Amnestic disorders are a series of disorders that involve loss of memories formerly established, loss of the ability to construct and establish new memories, or loss of the ability to gain or grasp new information. There are various types of amnesia, including retrograde amnesia, anterograde amnesia, transient global amnesia, and infantile amnesia. Learn more about amnestic disorders and its nursing care management, interventions, assessment in this study guide.

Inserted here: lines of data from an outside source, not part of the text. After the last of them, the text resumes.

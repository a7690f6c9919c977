//! Container module for dependency injection.
//!
//! This module contains the built [`Container`], the [`LifetimeScope`] that
//! owns one, and the [`ResolverContext`] handed to factories.

use std::collections::HashMap;
use std::sync::atomic::{AtomicBool, Ordering};
use std::sync::Arc;

use parking_lot::Mutex;

use crate::internal::{DisposeBag, ResolutionGuard};
use crate::poolable::LifecycleHandle;
use crate::registration::{AnyArc, Binding, Registration, Registry};
use crate::traits::{EntryPoint, Resolver, ResolverCore};
use crate::{DiError, DiResult, Key, Lifetime};

pub mod context;
pub mod scope;
pub use context::ResolverContext;
pub use scope::*;

/// A built, immutable set of registrations plus its instance caches.
///
/// Containers form a hierarchy. Lookups fall back to the parent when a key is
/// not registered locally; the [`Lifetime`] of the registration found decides
/// where the instance is cached.
///
/// Cloning is cheap and yields a handle to the same container.
///
/// # Examples
///
/// ```
/// use ferrous_prefab::{ContainerBuilder, Lifetime, Resolver};
///
/// struct Database { url: String }
/// struct UserService { db: std::sync::Arc<Database> }
///
/// let mut root = ContainerBuilder::new();
/// root.register_instance(Database { url: "postgres://localhost".to_string() });
/// let root = root.build().unwrap();
///
/// let mut child = ContainerBuilder::new();
/// child.register::<UserService, _>(Lifetime::Transient, |r| {
///     Ok(UserService { db: r.get::<Database>()? })
/// });
/// let child = child.build_with_parent(Some(&root)).unwrap();
///
/// assert_eq!(child.get_required::<UserService>().db.url, "postgres://localhost");
/// ```
#[derive(Clone)]
pub struct Container {
    inner: Arc<ContainerInner>,
}

pub(crate) struct ContainerInner {
    name: String,
    registry: Registry,
    parent: Option<Container>,
    /// Scoped instances keyed by (owning container, registration index)
    scoped: Mutex<HashMap<(usize, usize), AnyArc>>,
    disposers: Mutex<DisposeBag>,
    disposed: AtomicBool,
}

impl Container {
    pub(crate) fn new(name: String, registry: Registry, parent: Option<Container>) -> Self {
        Self {
            inner: Arc::new(ContainerInner {
                name,
                registry,
                parent,
                scoped: Mutex::new(HashMap::new()),
                disposers: Mutex::new(DisposeBag::default()),
                disposed: AtomicBool::new(false),
            }),
        }
    }

    /// Diagnostic name, usually the owning scope's name.
    pub fn name(&self) -> &str {
        &self.inner.name
    }

    /// The parent container, if any.
    pub fn parent(&self) -> Option<&Container> {
        self.inner.parent.as_ref()
    }

    /// True once [`dispose`](Self::dispose) has run.
    pub fn is_disposed(&self) -> bool {
        self.inner.disposed.load(Ordering::Acquire)
    }

    /// Whether `T` is resolvable from this container or an ancestor.
    pub fn contains<T: 'static>(&self) -> bool {
        self.find(&crate::key::key_of_type::<T>()).is_some()
    }

    /// Returns true if both handles point to the same container.
    pub fn ptr_eq(&self, other: &Container) -> bool {
        Arc::ptr_eq(&self.inner, &other.inner)
    }

    #[inline]
    fn id(&self) -> usize {
        Arc::as_ptr(&self.inner) as usize
    }

    /// Runs every disposal hook in LIFO order and drops cached instances.
    ///
    /// Idempotent. Resolving from a disposed container fails with
    /// [`DiError::Disposed`].
    pub fn dispose(&self) {
        if self.inner.disposed.swap(true, Ordering::AcqRel) {
            return;
        }
        let mut bag = std::mem::take(&mut *self.inner.disposers.lock());
        bag.run_all_sync_reverse();

        let scoped = std::mem::take(&mut *self.inner.scoped.lock());
        drop(scoped);
        for registration in &self.inner.registry.entries {
            let cached = registration.singleton.lock().take();
            drop(cached);
        }
        tracing::trace!(container = %self.inner.name, "container disposed");
    }

    fn ensure_alive(&self) -> DiResult<()> {
        if self.is_disposed() {
            return Err(DiError::Disposed(self.inner.name.clone()));
        }
        Ok(())
    }

    /// Finds the nearest container owning a single binding for `key`.
    fn find(&self, key: &Key) -> Option<(&Container, &Binding)> {
        let mut current = Some(self);
        while let Some(container) = current {
            if let Some(binding) = container.inner.registry.get(key) {
                return Some((container, binding));
            }
            current = container.inner.parent.as_ref();
        }
        None
    }

    /// This container and its ancestors, root first.
    fn lineage(&self) -> Vec<&Container> {
        let mut chain = Vec::new();
        let mut current = Some(self);
        while let Some(container) = current {
            chain.push(container);
            current = container.inner.parent.as_ref();
        }
        chain.reverse();
        chain
    }

    /// Produces the raw instance of `owner`'s registration `index`, honoring
    /// its lifetime relative to this (resolving) container.
    fn instance(&self, owner: &Container, index: usize) -> DiResult<AnyArc> {
        let registration = owner
            .inner
            .registry
            .entries
            .get(index)
            .ok_or(DiError::NotFound("registration"))?;

        match registration.lifetime {
            Lifetime::Singleton => {
                owner.ensure_alive()?;
                if let Some(value) = registration.singleton.lock().as_ref() {
                    return Ok(value.clone());
                }
                // Never hold the slot lock while the constructor runs
                let value = owner.construct(registration)?;
                let mut slot = registration.singleton.lock();
                Ok(slot.get_or_insert(value).clone())
            }
            Lifetime::Scoped => {
                let slot_key = (owner.id(), index);
                if let Some(value) = self.inner.scoped.lock().get(&slot_key) {
                    return Ok(value.clone());
                }
                let value = self.construct(registration)?;
                let mut scoped = self.inner.scoped.lock();
                Ok(scoped.entry(slot_key).or_insert(value).clone())
            }
            Lifetime::Transient => self.construct(registration),
        }
    }

    fn construct(&self, registration: &Registration) -> DiResult<AnyArc> {
        let ctx = ResolverContext::new(self, Some(&*registration.parameters));
        (registration.ctor)(&ctx)
    }

    /// Resolves every own registration flagged as an entry point, in
    /// registration order.
    pub(crate) fn entry_points(&self) -> DiResult<Vec<Arc<dyn EntryPoint>>> {
        let mut started = Vec::new();
        for (index, registration) in self.inner.registry.entries.iter().enumerate() {
            if let Some(cast) = &registration.entry_point {
                let raw = self.instance(self, index)?;
                let entry = cast(&raw).ok_or(DiError::TypeMismatch(registration.type_name))?;
                started.push(entry);
            }
        }
        Ok(started)
    }

    /// Builds the explicit lifecycle registry: one handle per capability
    /// declared on this container's own registrations, in registration order.
    pub(crate) fn lifecycle_handles(&self) -> DiResult<Vec<LifecycleHandle>> {
        let mut handles = Vec::new();
        for (index, registration) in self.inner.registry.entries.iter().enumerate() {
            if registration.lifecycle.is_empty() {
                continue;
            }
            let raw = self.instance(self, index)?;
            for cast in &registration.lifecycle {
                let handle = cast(&raw).ok_or(DiError::TypeMismatch(registration.type_name))?;
                handles.push(handle);
            }
        }
        Ok(handles)
    }

    #[cfg(feature = "diagnostics")]
    pub fn to_debug_string(&self) -> String {
        let mut s = String::new();
        s.push_str(&format!("=== Container '{}' ===\n", self.inner.name));
        s.push_str("Registrations:\n");
        for (i, r) in self.inner.registry.entries.iter().enumerate() {
            s.push_str(&format!(
                "  #{} {} ({:?}) {:?}{}\n",
                i,
                r.type_name,
                r.impl_id,
                r.lifetime,
                if r.lifecycle.is_empty() { "" } else { " [poolable]" }
            ));
        }
        s.push_str("Single Bindings:\n");
        for (k, b) in &self.inner.registry.single {
            s.push_str(&format!("  {} -> #{}\n", k.display_name(), b.index));
        }
        s.push_str("Multi Bindings:\n");
        for (k, bs) in &self.inner.registry.many {
            for b in bs {
                s.push_str(&format!("  MultiTrait({}) -> #{}\n", k, b.index));
            }
        }
        if let Some(parent) = &self.inner.parent {
            s.push_str(&format!("Parent: '{}'\n", parent.name()));
        }
        s
    }
}

impl std::fmt::Debug for Container {
    fn fmt(&self, f: &mut std::fmt::Formatter<'_>) -> std::fmt::Result {
        f.debug_struct("Container")
            .field("name", &self.inner.name)
            .field("registrations", &self.inner.registry.entries.len())
            .field("disposed", &self.is_disposed())
            .finish()
    }
}

impl ResolverCore for Container {
    fn resolve_any(&self, key: &Key) -> DiResult<AnyArc> {
        self.ensure_alive()?;
        let _guard = ResolutionGuard::enter(self.id(), key.display_name())?;
        let (owner, binding) = self.find(key).ok_or(DiError::NotFound(key.display_name()))?;
        let raw = self.instance(owner, binding.index)?;
        binding.project(raw)
    }

    fn resolve_many(&self, key: &Key) -> DiResult<Vec<AnyArc>> {
        let Key::Trait(trait_name) = key else {
            return Ok(Vec::new());
        };
        self.ensure_alive()?;
        let _guard = ResolutionGuard::enter(self.id(), *trait_name)?;

        let mut results = Vec::new();
        for owner in self.lineage() {
            if let Some(bindings) = owner.inner.registry.many.get(trait_name) {
                for binding in bindings {
                    let raw = self.instance(owner, binding.index)?;
                    results.push(binding.project(raw)?);
                }
            }
        }
        Ok(results)
    }

    fn push_sync_disposer(&self, f: Box<dyn FnOnce() + Send>) {
        self.inner.disposers.lock().push_sync(f);
    }
}

impl Resolver for Container {}

impl Drop for ContainerInner {
    fn drop(&mut self) {
        if !self.disposed.load(Ordering::Acquire) && !self.disposers.get_mut().is_empty() {
            tracing::warn!(
                container = %self.name,
                "container dropped with undisposed resources; dispose its scope before dropping"
            );
        }
    }
}
//! Prefabs: immutable prototypes that factories clone into the scene.

use std::any::TypeId;
use std::fmt;
use std::sync::atomic::{AtomicU64, Ordering};
use std::sync::Arc;

use crate::collection::ScopeDefinition;
use crate::error::{DiError, DiResult};
use crate::params::Args;
use crate::poolable::{LifecycleHandle, Poolable};
use crate::scene::{pose, ComponentInstance, Pose, Quat, Vec3};
use crate::traits::Resolver;
use crate::Container;

/// Identity of a [`Prefab`], used as the pool key.
///
/// Ids are drawn from a process-wide counter and never reused, so a pool
/// keyed by a dropped prefab can never be picked up by a later one.
#[derive(Debug, Clone, Copy, PartialEq, Eq, Hash)]
pub struct PrefabId(u64);

static NEXT_PREFAB_ID: AtomicU64 = AtomicU64::new(1);

/// A cheap-to-clone, immutable object prototype.
///
/// A prefab carries a name, a local pose, component templates and optionally
/// a [`ScopeDefinition`]. Prefabs with a scope definition get their own child
/// container on every spawn.
///
/// Two clones of the same prefab share one [`PrefabId`]; two prefabs built
/// separately never do, even with identical contents.
#[derive(Clone)]
pub struct Prefab {
    inner: Arc<PrefabInner>,
}

struct PrefabInner {
    id: PrefabId,
    name: String,
    pose: Pose,
    components: Vec<ComponentTemplate>,
    scope: Option<ScopeDefinition>,
}

impl Prefab {
    pub fn builder(name: impl Into<String>) -> PrefabBuilder {
        PrefabBuilder {
            name: name.into(),
            pose: Pose::identity(),
            components: Vec::new(),
            scope: None,
        }
    }

    pub fn id(&self) -> PrefabId {
        self.inner.id
    }

    pub fn name(&self) -> &str {
        &self.inner.name
    }

    pub fn pose(&self) -> &Pose {
        &self.inner.pose
    }

    pub fn components(&self) -> &[ComponentTemplate] {
        &self.inner.components
    }

    pub fn scope(&self) -> Option<&ScopeDefinition> {
        self.inner.scope.as_ref()
    }
}

impl fmt::Debug for Prefab {
    fn fmt(&self, f: &mut fmt::Formatter<'_>) -> fmt::Result {
        f.debug_struct("Prefab")
            .field("name", &self.inner.name)
            .field("components", &self.inner.components)
            .field("scope", &self.inner.scope)
            .finish()
    }
}

/// Builder for [`Prefab`].
pub struct PrefabBuilder {
    name: String,
    pose: Pose,
    components: Vec<ComponentTemplate>,
    scope: Option<ScopeDefinition>,
}

impl PrefabBuilder {
    /// Local pose applied when the prefab is instantiated under a parent
    /// without an explicit position.
    pub fn pose(mut self, position: Vec3, rotation: Quat) -> Self {
        self.pose = pose(position, rotation);
        self
    }

    pub fn component(mut self, template: ComponentTemplate) -> Self {
        self.components.push(template);
        self
    }

    /// Turns the prefab into a scoped prefab.
    pub fn scope(mut self, definition: ScopeDefinition) -> Self {
        self.scope = Some(definition);
        self
    }

    pub fn build(self) -> Prefab {
        Prefab {
            inner: Arc::new(PrefabInner {
                id: PrefabId(NEXT_PREFAB_ID.fetch_add(1, Ordering::Relaxed)),
                name: self.name,
                pose: self.pose,
                components: self.components,
                scope: self.scope,
            }),
        }
    }
}

type ComponentCtor = Arc<dyn Fn(&InjectContext<'_>) -> DiResult<ComponentInstance> + Send + Sync>;

/// Recipe for one component of a prefab.
///
/// ```rust
/// use ferrous_prefab::{ComponentTemplate, Prefab};
///
/// struct Health(u32);
///
/// let prefab = Prefab::builder("Enemy")
///     .component(ComponentTemplate::new(|_| Ok(Health(100))))
///     .build();
/// assert_eq!(prefab.components().len(), 1);
/// ```
#[derive(Clone)]
pub struct ComponentTemplate {
    type_id: TypeId,
    type_name: &'static str,
    ctor: ComponentCtor,
}

impl ComponentTemplate {
    /// A plain component.
    pub fn new<C, F>(ctor: F) -> Self
    where
        C: Send + Sync + 'static,
        F: Fn(&InjectContext<'_>) -> DiResult<C> + Send + Sync + 'static,
    {
        Self {
            type_id: TypeId::of::<C>(),
            type_name: std::any::type_name::<C>(),
            ctor: Arc::new(move |inject: &InjectContext| -> DiResult<ComponentInstance> {
                Ok(ComponentInstance::new(Arc::new(ctor(inject)?), None))
            }),
        }
    }

    /// A component that receives spawn notifications with arguments `A` and
    /// despawn notifications.
    pub fn poolable<C, A, F>(ctor: F) -> Self
    where
        C: Poolable<A>,
        A: Args,
        F: Fn(&InjectContext<'_>) -> DiResult<C> + Send + Sync + 'static,
    {
        Self {
            type_id: TypeId::of::<C>(),
            type_name: std::any::type_name::<C>(),
            ctor: Arc::new(move |inject: &InjectContext| -> DiResult<ComponentInstance> {
                let value = Arc::new(ctor(inject)?);
                let handle = LifecycleHandle::new::<C, A>(value.clone());
                Ok(ComponentInstance::new(value, Some(handle)))
            }),
        }
    }

    pub fn type_id(&self) -> TypeId {
        self.type_id
    }

    pub fn type_name(&self) -> &'static str {
        self.type_name
    }

    /// Constructs a live component. Called by [`SceneHost`](crate::SceneHost)
    /// implementations.
    pub fn instantiate(&self, inject: &InjectContext<'_>) -> DiResult<ComponentInstance> {
        (self.ctor)(inject)
    }
}

impl fmt::Debug for ComponentTemplate {
    fn fmt(&self, f: &mut fmt::Formatter<'_>) -> fmt::Result {
        f.write_str(self.type_name)
    }
}

/// Injection source for component constructors.
///
/// Holds the container of the scope that spawns the object, if any.
#[derive(Clone, Copy)]
pub struct InjectContext<'a> {
    container: Option<&'a Container>,
}

impl<'a> InjectContext<'a> {
    /// No container: components must construct themselves.
    pub fn empty() -> Self {
        Self { container: None }
    }

    pub fn new(container: Option<&'a Container>) -> Self {
        Self { container }
    }

    pub fn container(&self) -> Option<&'a Container> {
        self.container
    }

    /// Resolves `T` from the spawning scope.
    pub fn get<T: Send + Sync + 'static>(&self) -> DiResult<Arc<T>> {
        match self.container {
            Some(container) => container.get::<T>(),
            None => Err(DiError::NotFound(std::any::type_name::<T>())),
        }
    }
}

  • What are Amnestic disorders? 
  • Causes of Amnestic disorders
  • Clinical Manifestations
  • Assessment and Diagnostic Findings
  • Medical Management
    • Pharmacological Management
  • Nursing Management
    • Nursing Assessment
    • Nursing Diagnosis
    • Nursing Care Planning and Goals
    • Nursing Interventions
    • Evaluation
    • Documentation Guidelines
  • Practice Quiz: Amnestic Disorders

What are Amnestic disorders? 

Amnestic disorders are characterized by an inability to learn new information [short-term memory deficit] despite normal attention and an inability to recall previously learned information [long-term memory deficit].

  • Amnesia refers to a specific deficit in new learning and memory.
  • Retrograde amnesia refers to a loss of memory for events before the onset of lesion or condition.
  • Anterograde amnesia refers to an inability to acquire new information or experiences occurring during the period of impairment.
  • Transient global amnesia occurs with confusion or agitation that comes and goes repeatedly over the course of several hours.
  • Infantile amnesia is a common phenomenon wherein most people can’t remember the first three to five years of life.
  • Amnestic disorders can occur in isolation, but in practice, they are most commonly seen within the more global syndromes of delirium or dementia.

Causes of Amnestic disorders

In general, amnestic disorders are caused by structural or chemical damage to parts of the brain. The DSM-V identifies the following categories as etiologies for the syndrome of symptoms known as amnestic disorders:

  • Amnestic disorder due to a general medical condition. The symptoms may be associated with head trauma, cerebrovascular disease, cerebral neoplastic disease, cerebral anoxia, herpes simplex encephalitis, poorly controlled insulin-dependent diabetes, and surgical intervention to the brain; transient amnestic syndromes can also occur from epileptic seizures, electroconvulsive therapy, severe migraine, and drug overdose.
  • Substance-induced persisting amnestic disorder. This type of amnestic disorder is related to the persisting effects of substances such as alcohol, sedatives, hypnotics, anxiolytics, and other medications, and environmental toxins; the term “persisting” is used to indicate that the symptoms persist long after the effects of substance intoxication or substance withdrawal has subsided.

Clinical Manifestations

The following symptoms have been identified with amnestic disorders:

  • Disorientation. Disorientation to place and time may occur with profound amnesia.
  • Inability to recall events. There is an inability to recall events from the recent past and events from the remote past.
  • Confabulation. The individual is prone to confabulation. That is, the individual may create imaginary events to fill in the memory gaps.
  • Other symptoms. Apathy, lack of initiative, and emotional blandness are common.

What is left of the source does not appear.